AVAILABLE RECORDS:
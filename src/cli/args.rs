//! Command-line argument definitions for the D0010 importer
//!
//! The complete CLI interface using the clap derive API.

use clap::{Parser, Subcommand, ValueEnum};
use std::path::PathBuf;

/// CLI arguments for the D0010 flow file importer
#[derive(Debug, Clone, Parser)]
#[command(
    name = "d0010-importer",
    version,
    about = "Import D0010 energy-market flow files into a structured store",
    long_about = "Parses pipe-delimited D0010 flow files carrying meter readings, validates \
                  every record against the published field schemas, and persists complete \
                  files as one unit. A file containing any invalid field contributes nothing; \
                  other files in the same batch are unaffected."
)]
pub struct Args {
    #[command(subcommand)]
    pub command: Option<Commands>,
}

/// Available subcommands
#[derive(Debug, Clone, Subcommand)]
pub enum Commands {
    /// Import a flow file, or every file directly inside a directory
    Import(ImportArgs),
    /// Print one of the closed code catalogues used for validation
    Codes(CodesArgs),
}

/// Arguments for the import command
#[derive(Debug, Clone, Parser)]
pub struct ImportArgs {
    /// Path to a D0010 file or a directory of D0010 files
    #[arg(value_name = "PATH")]
    pub path: PathBuf,

    /// Output path for the JSON-lines store
    ///
    /// Defaults to ./flow_file_imports.jsonl. Ignored with --dry-run.
    #[arg(
        short = 'o',
        long = "output",
        value_name = "PATH",
        conflicts_with = "dry_run"
    )]
    pub output: Option<PathBuf>,

    /// Number of files to process in parallel (defaults to CPU count)
    #[arg(short = 'w', long = "workers", value_name = "N")]
    pub workers: Option<usize>,

    /// Parse and validate without persisting anything
    #[arg(long = "dry-run")]
    pub dry_run: bool,

    /// Suppress progress output, log warnings and errors only
    #[arg(short = 'q', long = "quiet", conflicts_with = "verbose")]
    pub quiet: bool,

    /// Enable debug logging
    #[arg(short = 'v', long = "verbose")]
    pub verbose: bool,
}

impl ImportArgs {
    /// Log level implied by the quiet/verbose flags
    pub fn log_level(&self) -> &'static str {
        if self.quiet {
            "warn"
        } else if self.verbose {
            "debug"
        } else {
            "info"
        }
    }

    /// Progress bars only make sense for interactive, non-quiet runs
    pub fn show_progress(&self) -> bool {
        !self.quiet
    }
}

/// Arguments for the codes command
#[derive(Debug, Clone, Parser)]
pub struct CodesArgs {
    /// Which catalogue to print
    #[arg(value_enum)]
    pub catalogue: Catalogue,
}

/// The closed code catalogues of the D0010 data dictionary
#[derive(Debug, Clone, Copy, PartialEq, Eq, ValueEnum)]
pub enum Catalogue {
    /// J0024 site visit check codes (027/029/033 records)
    SiteVisitReasons,
    /// J0171 meter reading types (028 records)
    ReadingTypes,
    /// Validation failure reasons (032 records)
    ValidationReasons,
}

#[cfg(test)]
mod tests {
    use super::*;
    use clap::CommandFactory;

    #[test]
    fn cli_definition_is_consistent() {
        Args::command().debug_assert();
    }

    #[test]
    fn log_level_follows_flags() {
        let base = ImportArgs {
            path: PathBuf::from("flows"),
            output: None,
            workers: None,
            dry_run: false,
            quiet: false,
            verbose: false,
        };
        assert_eq!(base.log_level(), "info");
        assert_eq!(
            ImportArgs {
                quiet: true,
                ..base.clone()
            }
            .log_level(),
            "warn"
        );
        assert_eq!(
            ImportArgs {
                verbose: true,
                ..base
            }
            .log_level(),
            "debug"
        );
    }

    #[test]
    fn import_args_parse() {
        let args = Args::parse_from(["d0010-importer", "import", "flows/", "-w", "2", "--dry-run"]);
        let Some(Commands::Import(import)) = args.command else {
            panic!("expected import subcommand");
        };
        assert_eq!(import.path, PathBuf::from("flows/"));
        assert_eq!(import.workers, Some(2));
        assert!(import.dry_run);
    }
}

ACTION ITEM: Among the lines above, which ones hold the string "only"? Show them.

RESPONSE TO THIS TASK:
    /// Suppress progress output, log warnings and errors only
    /// Progress bars only make sense for interactive, non-quiet runs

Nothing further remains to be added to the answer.